There are a variety of takes on the gubernatorial loss in “red” state Louisiana to an allegedly conservative Democrat. We did not follow it closely and readers can glean what you may from the links we provide. I will offer only impressions from reading the same stuff. Some of it is contradictory but in politics the contradictions have to be weighed as well.
The whole thing looks to have been a mess
The Republican candidate David Vitter should have had the grace not to run. His prostitution scandal was big (admitted) which is also alleged to have involved him offering to pay for an abortion (there being many holes to that story). He asked for the grace of forgiveness but should have exercised the grace of humility. The conservative establishment stayed with him, I guess, sort of, but not enough of the conservative base as he was hounded by the story in attack ads.

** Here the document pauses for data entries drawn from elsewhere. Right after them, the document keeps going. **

use heck::{ToPascalCase, ToShoutySnakeCase, ToSnakeCase};
use serde_json::Value;

use crate::ir::NormalizedName;

/// Initialisms upper-cased by the `WithInitialisms` naming mode.
const DEFAULT_INITIALISMS: &[&str] = &[
    "Api", "Http", "Https", "Id", "Json", "Sql", "Ssh", "Tls", "Ttl", "Uid", "Ui", "Uri", "Url",
    "Uuid", "Xml", "Yaml",
];

/// How generated identifiers are normalized.
#[derive(Debug, Clone, Default, PartialEq, Eq)]
pub enum NamingMode {
    /// Plain PascalCase.
    #[default]
    Default,
    /// PascalCase with initialisms upper-cased (`MyApi` becomes `MyAPI`).
    /// Extra initialisms extend the built-in list.
    WithInitialisms(Vec<String>),
}

/// Create a `NormalizedName` from an arbitrary string, computing all
/// casing variants.
pub fn normalize_name(name: &str) -> NormalizedName {
    let sanitized = sanitize_identifier(name);

    NormalizedName {
        original: name.to_string(),
        pascal_case: sanitized.to_pascal_case(),
        snake_case: sanitized.to_snake_case(),
        screaming_snake: sanitized.to_shouty_snake_case(),
    }
}

/// Turn a schema/property name from the document into a type identifier.
pub fn type_name(name: &str, mode: &NamingMode) -> String {
    let pascal = sanitize_identifier(name).to_pascal_case();
    match mode {
        NamingMode::Default => pascal,
        NamingMode::WithInitialisms(extra) => apply_initialisms(&pascal, extra),
    }
}

/// Join a name-hint path into a single PascalCase type name, e.g.
/// `["User", "Address"]` becomes `UserAddress`.
pub fn join_path(path: &[String]) -> String {
    path.iter()
        .map(|seg| sanitize_identifier(seg).to_pascal_case())
        .collect()
}

/// Derive an enum constant identifier from a literal value. String
/// literals go through PascalCase; numbers get an `N` prefix so the
/// identifier stays valid (`200` becomes `N200`, `-1` becomes `NMinus1`).
pub fn enum_constant_name(literal: &Value) -> String {
    match literal {
        Value::String(s) => {
            let pascal = sanitize_identifier(s).to_pascal_case();
            if pascal.is_empty() {
                "Empty".to_string()
            } else {
                pascal
            }
        }
        Value::Number(n) => {
            let spelled = n
                .to_string()
                .replace('-', "Minus")
                .replace('.', "Point");
            format!("N{spelled}")
        }
        Value::Bool(true) => "True".to_string(),
        Value::Bool(false) => "False".to_string(),
        Value::Null => "Null".to_string(),
        other => sanitize_identifier(&other.to_string()).to_pascal_case(),
    }
}

fn apply_initialisms(pascal: &str, extra: &[String]) -> String {
    let mut result = pascal.to_string();
    let all = DEFAULT_INITIALISMS
        .iter()
        .map(|s| s.to_string())
        .chain(extra.iter().map(|s| sanitize_identifier(s).to_pascal_case()));
    for word in all {
        result = replace_word(&result, &word);
    }
    result
}

/// Replace each occurrence of `word` in `pascal` with its upper-case form,
/// but only where it ends at a word boundary (end of string or an
/// upper-case letter follows).
fn replace_word(pascal: &str, word: &str) -> String {
    let mut out = String::with_capacity(pascal.len());
    let chars: Vec<char> = pascal.chars().collect();
    let word_chars: Vec<char> = word.chars().collect();
    let mut i = 0;
    while i < chars.len() {
        let end = i + word_chars.len();
        let matches = end <= chars.len()
            && chars[i..end] == word_chars[..]
            && (end == chars.len() || chars[end].is_uppercase() || chars[end].is_ascii_digit());
        if matches {
            out.extend(word.to_uppercase().chars());
            i = end;
        } else {
            out.push(chars[i]);
            i += 1;
        }
    }
    out
}

/// Sanitize a string to be a valid identifier seed.
fn sanitize_identifier(name: &str) -> String {
    let mut result = String::with_capacity(name.len());
    let mut prev_was_separator = false;

    for (i, ch) in name.chars().enumerate() {
        if ch.is_alphanumeric() {
            if i == 0 && ch.is_ascii_digit() {
                result.push('_');
            }
            if prev_was_separator && !result.is_empty() {
                result.push('_');
            }
            result.push(ch);
            prev_was_separator = false;
        } else {
            prev_was_separator = true;
        }
    }

    if result.is_empty() {
        return "unnamed".to_string();
    }

    result
}

#[cfg(test)]
mod tests {
    use super::*;
    use serde_json::json;

    #[test]
    fn simple_name() {
        let n = normalize_name("orderDirection");
        assert_eq!(n.pascal_case, "OrderDirection");
        assert_eq!(n.snake_case, "order_direction");
        assert_eq!(n.screaming_snake, "ORDER_DIRECTION");
    }

    #[test]
    fn kebab_and_special_chars() {
        assert_eq!(type_name("pet-store", &NamingMode::Default), "PetStore");
        assert_eq!(
            type_name("application/json", &NamingMode::Default),
            "ApplicationJson"
        );
    }

    #[test]
    fn path_join() {
        let path = vec!["User".to_string(), "address".to_string()];
        assert_eq!(join_path(&path), "UserAddress");
    }

    #[test]
    fn initialisms() {
        let mode = NamingMode::WithInitialisms(vec![]);
        assert_eq!(type_name("myApi", &mode), "MyAPI");
        assert_eq!(type_name("userId", &mode), "UserID");
        // No boundary match inside a longer word
        assert_eq!(type_name("identifier", &mode), "Identifier");
    }

    #[test]
    fn additional_initialisms() {
        let mode = NamingMode::WithInitialisms(vec!["abc".to_string()]);
        assert_eq!(type_name("myAbc", &mode), "MyABC");
    }

    #[test]
    fn enum_constants() {
        assert_eq!(enum_constant_name(&json!("asc")), "Asc");
        assert_eq!(enum_constant_name(&json!("not-found")), "NotFound");
        assert_eq!(enum_constant_name(&json!(200)), "N200");
        assert_eq!(enum_constant_name(&json!(-1)), "NMinus1");
        assert_eq!(enum_constant_name(&json!(2.5)), "N2Point5");
    }
}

It is insufficient to say a pox on Vitter. If the issue is Republican opportunities undivorced from the party’s conservative base, the least conservative candidate should have dropped out to better insure unity and the least vote splitting in the runoff election with the Democrat John Bel Edwards.
Vitter’s staying in with the scandal surrounding him pretty much allowed a Democrat to simply say they were pro-life to peel away sufficient numbers to win from the large pro-life percentile of the electorate (party and non-party).

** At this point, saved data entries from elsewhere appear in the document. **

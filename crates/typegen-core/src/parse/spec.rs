use indexmap::IndexMap;
use serde::{Deserialize, Serialize};

use super::components::Components;
use super::operation::PathItem;

/// Info object describing the API.
#[derive(Debug, Clone, PartialEq, Serialize, Deserialize)]
pub struct Info {
    pub title: String,

    #[serde(skip_serializing_if = "Option::is_none")]
    pub description: Option<String>,

    pub version: String,
}

/// Tag definition.
#[derive(Debug, Clone, PartialEq, Serialize, Deserialize)]
pub struct Tag {
    pub name: String,
    #[serde(skip_serializing_if = "Option::is_none")]
    pub description: Option<String>,
}

/// Top-level OpenAPI 3.x document.
#[derive(Debug, Clone, PartialEq, Serialize, Deserialize)]
pub struct OpenApiSpec {
    pub openapi: String,

    pub info: Info,

    #[serde(default, skip_serializing_if = "IndexMap::is_empty")]
    pub paths: IndexMap<String, PathItem>,

    #[serde(skip_serializing_if = "Option::is_none")]
    pub components: Option<Components>,

    #[serde(default, skip_serializing_if = "Vec::is_empty")]
    pub tags: Vec<Tag>,
}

There were budget and other economic issues and internecine undercurrents.
Everybody was said to run against Obama (or distance them self in the case of the Democrat) so in that situation that is insufficient for a Republican to win. The anti-Obama candidate who says it has to have a solid core of trust (lesson for the Republican presidential primary)
Most conservative observers do not think that Louisiana is now a Blue state. Democrats are the party of corruption and people there have not forgot. Republican turn-out in the run-off was off indicating problems with the candidates.
As our illustrious senior editor has long observed, there are no scandals for the Democrat base, they will continue to vote for their guy. Indeed thay can wear the scandal almost as a badge of honor.